Excerpted data: Begin
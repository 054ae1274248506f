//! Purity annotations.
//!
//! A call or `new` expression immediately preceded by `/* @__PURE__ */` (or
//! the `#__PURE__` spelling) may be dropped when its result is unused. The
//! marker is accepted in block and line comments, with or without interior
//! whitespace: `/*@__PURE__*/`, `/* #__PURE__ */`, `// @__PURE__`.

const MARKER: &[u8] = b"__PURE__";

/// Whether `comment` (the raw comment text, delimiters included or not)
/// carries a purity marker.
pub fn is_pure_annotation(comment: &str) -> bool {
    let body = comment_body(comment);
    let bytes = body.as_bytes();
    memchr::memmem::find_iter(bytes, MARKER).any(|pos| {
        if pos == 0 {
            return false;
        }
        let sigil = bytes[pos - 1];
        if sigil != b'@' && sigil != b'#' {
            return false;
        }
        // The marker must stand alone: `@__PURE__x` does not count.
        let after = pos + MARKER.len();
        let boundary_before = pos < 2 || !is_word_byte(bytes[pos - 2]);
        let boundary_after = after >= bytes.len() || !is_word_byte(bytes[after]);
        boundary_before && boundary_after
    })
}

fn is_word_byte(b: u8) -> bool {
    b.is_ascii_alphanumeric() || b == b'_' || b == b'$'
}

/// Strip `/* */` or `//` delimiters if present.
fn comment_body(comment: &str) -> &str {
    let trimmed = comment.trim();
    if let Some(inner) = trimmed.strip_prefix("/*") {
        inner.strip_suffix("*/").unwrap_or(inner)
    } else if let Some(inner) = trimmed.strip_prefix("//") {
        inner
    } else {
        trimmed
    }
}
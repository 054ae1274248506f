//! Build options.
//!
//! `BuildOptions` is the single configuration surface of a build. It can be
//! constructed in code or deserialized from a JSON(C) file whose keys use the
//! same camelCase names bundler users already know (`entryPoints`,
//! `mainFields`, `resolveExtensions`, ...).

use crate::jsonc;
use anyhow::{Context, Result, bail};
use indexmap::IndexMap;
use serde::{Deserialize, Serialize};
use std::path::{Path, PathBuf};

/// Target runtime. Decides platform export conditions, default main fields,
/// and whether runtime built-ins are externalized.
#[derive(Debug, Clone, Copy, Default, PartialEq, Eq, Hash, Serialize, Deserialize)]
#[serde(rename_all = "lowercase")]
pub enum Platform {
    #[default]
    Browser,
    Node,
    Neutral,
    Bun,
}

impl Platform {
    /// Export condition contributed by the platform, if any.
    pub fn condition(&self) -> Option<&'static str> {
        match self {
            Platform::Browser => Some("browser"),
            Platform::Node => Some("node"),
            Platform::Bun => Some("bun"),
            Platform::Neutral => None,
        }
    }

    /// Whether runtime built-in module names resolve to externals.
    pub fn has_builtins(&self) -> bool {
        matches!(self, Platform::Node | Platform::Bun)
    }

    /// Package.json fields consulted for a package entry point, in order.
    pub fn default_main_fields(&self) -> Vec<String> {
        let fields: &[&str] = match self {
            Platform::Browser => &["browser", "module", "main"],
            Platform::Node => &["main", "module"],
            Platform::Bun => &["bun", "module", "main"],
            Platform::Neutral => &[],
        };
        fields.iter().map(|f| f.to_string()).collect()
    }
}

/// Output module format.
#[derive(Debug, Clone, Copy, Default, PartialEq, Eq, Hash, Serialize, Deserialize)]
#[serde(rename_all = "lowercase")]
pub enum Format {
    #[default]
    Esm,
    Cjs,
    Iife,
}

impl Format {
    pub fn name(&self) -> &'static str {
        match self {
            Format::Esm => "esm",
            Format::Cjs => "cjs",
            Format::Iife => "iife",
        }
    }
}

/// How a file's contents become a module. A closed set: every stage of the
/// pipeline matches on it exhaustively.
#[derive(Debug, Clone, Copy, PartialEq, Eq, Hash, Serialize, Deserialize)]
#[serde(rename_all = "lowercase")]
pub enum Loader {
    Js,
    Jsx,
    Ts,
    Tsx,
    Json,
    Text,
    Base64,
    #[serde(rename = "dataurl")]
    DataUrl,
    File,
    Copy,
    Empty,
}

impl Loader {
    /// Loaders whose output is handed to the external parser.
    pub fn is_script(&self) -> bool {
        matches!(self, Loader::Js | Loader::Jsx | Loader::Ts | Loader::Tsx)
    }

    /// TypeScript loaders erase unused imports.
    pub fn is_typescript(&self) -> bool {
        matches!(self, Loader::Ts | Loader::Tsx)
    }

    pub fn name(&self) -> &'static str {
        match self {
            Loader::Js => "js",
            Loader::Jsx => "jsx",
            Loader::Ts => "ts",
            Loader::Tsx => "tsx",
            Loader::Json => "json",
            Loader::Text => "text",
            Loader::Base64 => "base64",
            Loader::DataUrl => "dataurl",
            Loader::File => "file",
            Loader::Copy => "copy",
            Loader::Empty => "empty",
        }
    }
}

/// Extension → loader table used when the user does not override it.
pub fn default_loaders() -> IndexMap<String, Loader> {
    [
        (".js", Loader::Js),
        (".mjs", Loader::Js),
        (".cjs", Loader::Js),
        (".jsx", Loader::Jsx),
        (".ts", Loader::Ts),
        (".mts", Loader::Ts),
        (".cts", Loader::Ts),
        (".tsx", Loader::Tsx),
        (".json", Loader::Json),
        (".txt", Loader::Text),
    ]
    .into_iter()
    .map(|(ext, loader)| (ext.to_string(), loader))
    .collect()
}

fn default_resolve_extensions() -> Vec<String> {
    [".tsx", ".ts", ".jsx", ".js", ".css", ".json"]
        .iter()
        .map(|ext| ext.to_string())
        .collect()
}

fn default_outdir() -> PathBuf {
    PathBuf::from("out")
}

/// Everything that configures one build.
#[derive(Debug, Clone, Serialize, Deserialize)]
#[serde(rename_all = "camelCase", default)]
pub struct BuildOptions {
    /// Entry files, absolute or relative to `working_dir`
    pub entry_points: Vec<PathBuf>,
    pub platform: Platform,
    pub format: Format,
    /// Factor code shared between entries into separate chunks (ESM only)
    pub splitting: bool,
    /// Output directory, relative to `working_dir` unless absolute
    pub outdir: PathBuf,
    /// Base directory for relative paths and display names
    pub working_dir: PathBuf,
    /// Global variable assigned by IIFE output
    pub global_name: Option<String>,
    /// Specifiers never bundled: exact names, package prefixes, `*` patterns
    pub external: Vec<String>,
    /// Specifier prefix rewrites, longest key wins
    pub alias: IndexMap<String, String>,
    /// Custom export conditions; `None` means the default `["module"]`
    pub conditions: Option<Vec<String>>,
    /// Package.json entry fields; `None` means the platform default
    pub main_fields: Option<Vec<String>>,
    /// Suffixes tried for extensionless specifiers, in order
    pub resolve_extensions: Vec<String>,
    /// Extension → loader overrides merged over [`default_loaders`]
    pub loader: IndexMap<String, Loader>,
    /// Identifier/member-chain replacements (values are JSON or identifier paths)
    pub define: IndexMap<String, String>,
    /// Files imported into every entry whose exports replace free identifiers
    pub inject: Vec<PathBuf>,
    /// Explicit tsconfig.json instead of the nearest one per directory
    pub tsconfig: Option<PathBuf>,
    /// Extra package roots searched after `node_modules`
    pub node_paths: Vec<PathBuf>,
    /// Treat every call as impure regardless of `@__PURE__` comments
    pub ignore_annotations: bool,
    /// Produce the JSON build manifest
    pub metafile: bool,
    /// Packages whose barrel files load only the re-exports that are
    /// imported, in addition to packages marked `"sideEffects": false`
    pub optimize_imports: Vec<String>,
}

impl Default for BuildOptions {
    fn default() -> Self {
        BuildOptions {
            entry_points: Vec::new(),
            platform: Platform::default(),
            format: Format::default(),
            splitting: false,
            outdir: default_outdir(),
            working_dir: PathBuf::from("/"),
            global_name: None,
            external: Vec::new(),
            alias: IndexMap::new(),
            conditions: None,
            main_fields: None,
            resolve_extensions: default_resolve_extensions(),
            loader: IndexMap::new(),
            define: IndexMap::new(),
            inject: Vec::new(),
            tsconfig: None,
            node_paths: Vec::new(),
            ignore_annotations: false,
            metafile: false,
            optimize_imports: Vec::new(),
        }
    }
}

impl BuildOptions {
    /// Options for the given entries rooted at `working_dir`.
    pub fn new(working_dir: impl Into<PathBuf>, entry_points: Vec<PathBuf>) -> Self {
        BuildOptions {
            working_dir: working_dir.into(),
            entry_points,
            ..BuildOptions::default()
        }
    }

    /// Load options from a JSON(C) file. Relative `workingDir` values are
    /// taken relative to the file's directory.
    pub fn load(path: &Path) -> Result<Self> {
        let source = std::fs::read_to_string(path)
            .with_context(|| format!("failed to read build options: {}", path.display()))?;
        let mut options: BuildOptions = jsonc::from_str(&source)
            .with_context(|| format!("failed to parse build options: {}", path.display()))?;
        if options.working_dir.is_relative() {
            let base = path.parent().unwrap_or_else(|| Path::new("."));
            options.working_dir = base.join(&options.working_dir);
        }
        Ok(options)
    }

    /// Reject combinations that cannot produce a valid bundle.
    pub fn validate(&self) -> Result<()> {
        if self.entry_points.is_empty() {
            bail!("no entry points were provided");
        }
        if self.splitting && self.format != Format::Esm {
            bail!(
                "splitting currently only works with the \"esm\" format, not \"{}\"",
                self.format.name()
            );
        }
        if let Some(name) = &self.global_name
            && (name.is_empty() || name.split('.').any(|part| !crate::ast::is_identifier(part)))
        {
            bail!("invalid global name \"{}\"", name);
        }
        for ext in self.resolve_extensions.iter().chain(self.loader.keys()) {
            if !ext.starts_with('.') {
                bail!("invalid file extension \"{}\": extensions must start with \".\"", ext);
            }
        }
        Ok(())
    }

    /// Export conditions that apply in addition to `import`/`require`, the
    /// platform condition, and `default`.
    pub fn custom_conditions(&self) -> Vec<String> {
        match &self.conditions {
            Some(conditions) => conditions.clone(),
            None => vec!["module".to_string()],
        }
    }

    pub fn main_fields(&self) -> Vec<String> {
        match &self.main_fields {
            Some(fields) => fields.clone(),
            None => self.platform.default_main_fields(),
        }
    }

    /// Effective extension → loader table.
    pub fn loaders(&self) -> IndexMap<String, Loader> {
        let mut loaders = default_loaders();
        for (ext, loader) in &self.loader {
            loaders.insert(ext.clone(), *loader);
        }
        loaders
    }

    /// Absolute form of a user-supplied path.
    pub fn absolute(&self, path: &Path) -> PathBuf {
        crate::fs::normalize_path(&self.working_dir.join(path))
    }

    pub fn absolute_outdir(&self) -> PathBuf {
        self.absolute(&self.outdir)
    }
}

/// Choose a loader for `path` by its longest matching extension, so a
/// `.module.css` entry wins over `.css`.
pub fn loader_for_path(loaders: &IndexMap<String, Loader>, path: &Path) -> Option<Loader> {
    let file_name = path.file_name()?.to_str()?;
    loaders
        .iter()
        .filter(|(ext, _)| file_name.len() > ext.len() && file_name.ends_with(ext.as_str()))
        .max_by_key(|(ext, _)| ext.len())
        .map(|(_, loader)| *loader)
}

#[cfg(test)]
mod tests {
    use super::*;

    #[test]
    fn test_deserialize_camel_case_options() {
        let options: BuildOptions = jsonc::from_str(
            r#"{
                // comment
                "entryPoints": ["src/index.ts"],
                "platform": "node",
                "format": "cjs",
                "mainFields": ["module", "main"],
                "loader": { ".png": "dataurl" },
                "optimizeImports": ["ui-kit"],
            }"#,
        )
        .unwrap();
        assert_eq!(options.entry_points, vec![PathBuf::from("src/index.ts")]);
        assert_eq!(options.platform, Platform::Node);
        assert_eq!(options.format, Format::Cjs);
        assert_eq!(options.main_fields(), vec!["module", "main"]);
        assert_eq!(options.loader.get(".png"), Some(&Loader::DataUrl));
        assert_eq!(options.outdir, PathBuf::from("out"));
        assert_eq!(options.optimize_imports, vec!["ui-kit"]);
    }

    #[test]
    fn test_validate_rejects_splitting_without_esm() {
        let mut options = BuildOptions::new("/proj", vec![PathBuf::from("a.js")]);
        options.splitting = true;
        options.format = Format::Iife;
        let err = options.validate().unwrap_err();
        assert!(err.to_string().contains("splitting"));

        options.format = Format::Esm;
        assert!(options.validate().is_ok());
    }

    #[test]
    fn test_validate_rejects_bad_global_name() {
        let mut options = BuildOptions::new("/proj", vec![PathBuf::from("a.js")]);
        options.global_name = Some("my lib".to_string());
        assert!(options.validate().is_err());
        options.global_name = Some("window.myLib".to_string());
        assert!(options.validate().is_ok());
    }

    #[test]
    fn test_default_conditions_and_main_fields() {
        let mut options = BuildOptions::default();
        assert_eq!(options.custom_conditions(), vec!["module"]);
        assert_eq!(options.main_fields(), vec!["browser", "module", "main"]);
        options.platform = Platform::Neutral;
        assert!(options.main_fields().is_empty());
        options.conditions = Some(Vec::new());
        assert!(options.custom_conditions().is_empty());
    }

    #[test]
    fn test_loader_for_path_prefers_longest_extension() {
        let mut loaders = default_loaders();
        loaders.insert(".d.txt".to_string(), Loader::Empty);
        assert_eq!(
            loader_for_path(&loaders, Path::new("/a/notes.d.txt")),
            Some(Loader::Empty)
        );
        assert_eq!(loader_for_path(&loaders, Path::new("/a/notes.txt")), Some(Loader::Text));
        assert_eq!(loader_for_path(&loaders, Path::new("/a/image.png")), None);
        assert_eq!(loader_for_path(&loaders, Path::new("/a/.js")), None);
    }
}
Excerpted data: End
Excerpted data: Begin
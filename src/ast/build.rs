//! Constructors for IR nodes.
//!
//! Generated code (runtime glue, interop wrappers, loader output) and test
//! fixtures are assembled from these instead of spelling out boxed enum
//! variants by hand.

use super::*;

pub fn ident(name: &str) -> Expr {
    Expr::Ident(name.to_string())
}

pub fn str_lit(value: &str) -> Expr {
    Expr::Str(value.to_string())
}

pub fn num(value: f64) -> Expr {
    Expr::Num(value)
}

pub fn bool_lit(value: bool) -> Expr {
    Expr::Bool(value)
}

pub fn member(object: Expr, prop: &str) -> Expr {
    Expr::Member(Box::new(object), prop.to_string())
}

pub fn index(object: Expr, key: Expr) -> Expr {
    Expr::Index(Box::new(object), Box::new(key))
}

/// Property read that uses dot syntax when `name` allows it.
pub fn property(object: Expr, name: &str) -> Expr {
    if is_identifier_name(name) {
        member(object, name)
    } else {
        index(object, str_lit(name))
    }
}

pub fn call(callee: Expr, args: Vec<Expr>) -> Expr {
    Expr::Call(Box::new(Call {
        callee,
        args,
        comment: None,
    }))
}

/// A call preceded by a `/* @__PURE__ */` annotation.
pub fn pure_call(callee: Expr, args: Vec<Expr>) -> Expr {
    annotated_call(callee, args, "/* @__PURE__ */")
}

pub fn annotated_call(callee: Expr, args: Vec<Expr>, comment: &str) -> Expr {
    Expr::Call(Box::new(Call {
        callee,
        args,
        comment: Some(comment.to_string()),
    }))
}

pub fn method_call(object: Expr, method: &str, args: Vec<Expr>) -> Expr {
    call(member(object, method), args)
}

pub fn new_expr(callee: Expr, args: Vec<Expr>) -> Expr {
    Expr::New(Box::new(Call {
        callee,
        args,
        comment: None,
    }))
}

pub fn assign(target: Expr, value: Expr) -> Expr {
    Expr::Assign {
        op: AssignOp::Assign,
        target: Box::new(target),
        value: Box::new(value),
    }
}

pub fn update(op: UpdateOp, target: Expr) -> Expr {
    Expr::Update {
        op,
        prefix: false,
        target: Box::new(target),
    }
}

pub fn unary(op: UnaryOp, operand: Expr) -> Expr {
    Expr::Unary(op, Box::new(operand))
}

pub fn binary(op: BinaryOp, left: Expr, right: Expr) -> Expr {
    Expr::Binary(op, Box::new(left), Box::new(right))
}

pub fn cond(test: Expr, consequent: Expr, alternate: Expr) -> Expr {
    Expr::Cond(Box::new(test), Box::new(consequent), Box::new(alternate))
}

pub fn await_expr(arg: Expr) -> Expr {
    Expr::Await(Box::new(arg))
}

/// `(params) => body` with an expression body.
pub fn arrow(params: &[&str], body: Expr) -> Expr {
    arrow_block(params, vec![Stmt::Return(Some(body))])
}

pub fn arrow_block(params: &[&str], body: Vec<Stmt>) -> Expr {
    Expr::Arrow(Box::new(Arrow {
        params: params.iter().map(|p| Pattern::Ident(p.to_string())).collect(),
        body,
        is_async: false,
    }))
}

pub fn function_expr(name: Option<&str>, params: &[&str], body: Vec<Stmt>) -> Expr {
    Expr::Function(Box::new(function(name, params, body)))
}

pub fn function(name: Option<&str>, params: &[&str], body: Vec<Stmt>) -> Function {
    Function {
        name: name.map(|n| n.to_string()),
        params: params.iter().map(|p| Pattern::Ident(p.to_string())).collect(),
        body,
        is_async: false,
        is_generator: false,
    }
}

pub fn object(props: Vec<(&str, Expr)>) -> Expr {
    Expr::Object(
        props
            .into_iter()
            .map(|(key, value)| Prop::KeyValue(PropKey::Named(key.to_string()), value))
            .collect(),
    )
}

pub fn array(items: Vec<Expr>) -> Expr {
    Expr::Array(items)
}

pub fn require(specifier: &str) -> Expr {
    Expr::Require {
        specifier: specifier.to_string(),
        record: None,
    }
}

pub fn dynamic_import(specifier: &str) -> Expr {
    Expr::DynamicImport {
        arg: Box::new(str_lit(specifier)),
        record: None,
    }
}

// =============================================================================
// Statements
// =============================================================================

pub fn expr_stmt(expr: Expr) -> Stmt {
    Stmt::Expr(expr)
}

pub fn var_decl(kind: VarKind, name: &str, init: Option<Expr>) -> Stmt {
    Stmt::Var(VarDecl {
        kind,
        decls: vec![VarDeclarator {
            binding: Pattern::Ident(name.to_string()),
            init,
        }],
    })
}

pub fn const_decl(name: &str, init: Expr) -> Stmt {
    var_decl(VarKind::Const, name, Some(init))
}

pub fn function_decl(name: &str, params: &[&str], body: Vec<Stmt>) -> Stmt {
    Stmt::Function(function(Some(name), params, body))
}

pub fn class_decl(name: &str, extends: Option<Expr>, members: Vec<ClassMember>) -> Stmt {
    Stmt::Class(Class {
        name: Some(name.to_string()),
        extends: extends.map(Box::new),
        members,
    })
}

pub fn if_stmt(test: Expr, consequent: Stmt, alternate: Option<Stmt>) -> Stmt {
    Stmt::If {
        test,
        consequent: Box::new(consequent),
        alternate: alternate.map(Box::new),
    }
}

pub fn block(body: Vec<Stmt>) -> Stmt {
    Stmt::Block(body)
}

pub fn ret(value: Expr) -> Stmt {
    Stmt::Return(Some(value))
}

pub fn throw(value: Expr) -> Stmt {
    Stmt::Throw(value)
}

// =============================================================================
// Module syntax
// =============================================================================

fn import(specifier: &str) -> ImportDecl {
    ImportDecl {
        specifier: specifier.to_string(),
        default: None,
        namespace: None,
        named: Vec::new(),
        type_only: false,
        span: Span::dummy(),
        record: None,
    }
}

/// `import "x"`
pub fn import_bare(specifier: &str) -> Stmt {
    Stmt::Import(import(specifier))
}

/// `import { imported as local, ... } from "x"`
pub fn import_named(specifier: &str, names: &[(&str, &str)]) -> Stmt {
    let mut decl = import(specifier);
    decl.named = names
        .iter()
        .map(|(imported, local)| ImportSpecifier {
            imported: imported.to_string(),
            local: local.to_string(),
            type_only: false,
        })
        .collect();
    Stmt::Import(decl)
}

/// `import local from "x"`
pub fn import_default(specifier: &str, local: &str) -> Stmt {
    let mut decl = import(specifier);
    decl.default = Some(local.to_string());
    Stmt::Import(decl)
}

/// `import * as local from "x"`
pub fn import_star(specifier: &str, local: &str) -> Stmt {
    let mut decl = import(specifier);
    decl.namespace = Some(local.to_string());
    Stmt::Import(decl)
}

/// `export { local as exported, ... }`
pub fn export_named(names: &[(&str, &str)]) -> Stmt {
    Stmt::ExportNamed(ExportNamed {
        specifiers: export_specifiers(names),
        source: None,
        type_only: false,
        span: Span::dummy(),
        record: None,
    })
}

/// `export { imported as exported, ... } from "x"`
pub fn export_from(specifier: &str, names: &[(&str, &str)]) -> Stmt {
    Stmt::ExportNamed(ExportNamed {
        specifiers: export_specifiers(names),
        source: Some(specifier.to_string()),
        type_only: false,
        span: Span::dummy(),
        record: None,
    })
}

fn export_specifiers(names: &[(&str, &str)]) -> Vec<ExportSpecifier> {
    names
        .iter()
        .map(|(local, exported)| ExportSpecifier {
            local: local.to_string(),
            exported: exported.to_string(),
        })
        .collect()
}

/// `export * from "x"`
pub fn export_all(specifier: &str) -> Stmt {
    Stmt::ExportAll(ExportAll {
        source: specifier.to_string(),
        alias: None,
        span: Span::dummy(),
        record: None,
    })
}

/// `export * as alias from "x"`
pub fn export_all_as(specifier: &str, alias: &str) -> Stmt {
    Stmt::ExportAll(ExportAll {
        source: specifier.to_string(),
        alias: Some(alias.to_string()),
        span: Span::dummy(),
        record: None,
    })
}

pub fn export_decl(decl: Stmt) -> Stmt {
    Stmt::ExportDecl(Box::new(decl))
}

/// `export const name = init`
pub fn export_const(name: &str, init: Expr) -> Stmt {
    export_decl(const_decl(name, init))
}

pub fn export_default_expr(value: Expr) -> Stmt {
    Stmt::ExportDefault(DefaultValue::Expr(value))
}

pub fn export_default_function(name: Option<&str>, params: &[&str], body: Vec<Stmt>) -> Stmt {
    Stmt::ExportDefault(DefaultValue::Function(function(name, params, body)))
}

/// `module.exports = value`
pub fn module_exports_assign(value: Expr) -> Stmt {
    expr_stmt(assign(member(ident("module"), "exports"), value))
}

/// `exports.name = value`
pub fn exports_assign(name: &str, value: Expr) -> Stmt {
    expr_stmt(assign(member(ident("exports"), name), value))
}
Excerpted data: End
## What you should do
Given the records above, restate word for word only the lines starting at the one with "Copy, PartialEq, Eq, Hash, Serialize, Deserialize)]" and ending at the one with "pub struct BuildOptions".

## Exercise result
#[derive(Debug, Clone, Copy, PartialEq, Eq, Hash, Serialize, Deserialize)]
#[serde(rename_all = "lowercase")]
pub enum Loader {
    Js,
    Jsx,
    Ts,
    Tsx,
    Json,
    Text,
    Base64,
    #[serde(rename = "dataurl")]
    DataUrl,
    File,
    Copy,
    Empty,
}

impl Loader {
    /// Loaders whose output is handed to the external parser.
    pub fn is_script(&self) -> bool {
        matches!(self, Loader::Js | Loader::Jsx | Loader::Ts | Loader::Tsx)
    }

    /// TypeScript loaders erase unused imports.
    pub fn is_typescript(&self) -> bool {
        matches!(self, Loader::Ts | Loader::Tsx)
    }

    pub fn name(&self) -> &'static str {
        match self {
            Loader::Js => "js",
            Loader::Jsx => "jsx",
            Loader::Ts => "ts",
            Loader::Tsx => "tsx",
            Loader::Json => "json",
            Loader::Text => "text",
            Loader::Base64 => "base64",
            Loader::DataUrl => "dataurl",
            Loader::File => "file",
            Loader::Copy => "copy",
            Loader::Empty => "empty",
        }
    }
}

/// Extension → loader table used when the user does not override it.
pub fn default_loaders() -> IndexMap<String, Loader> {
    [
        (".js", Loader::Js),
        (".mjs", Loader::Js),
        (".cjs", Loader::Js),
        (".jsx", Loader::Jsx),
        (".ts", Loader::Ts),
        (".mts", Loader::Ts),
        (".cts", Loader::Ts),
        (".tsx", Loader::Tsx),
        (".json", Loader::Json),
        (".txt", Loader::Text),
    ]
    .into_iter()
    .map(|(ext, loader)| (ext.to_string(), loader))
    .collect()
}

fn default_resolve_extensions() -> Vec<String> {
    [".tsx", ".ts", ".jsx", ".js", ".css", ".json"]
        .iter()
        .map(|ext| ext.to_string())
        .collect()
}

fn default_outdir() -> PathBuf {
    PathBuf::from("out")
}

/// Everything that configures one build.
#[derive(Debug, Clone, Serialize, Deserialize)]
#[serde(rename_all = "camelCase", default)]
pub struct BuildOptions {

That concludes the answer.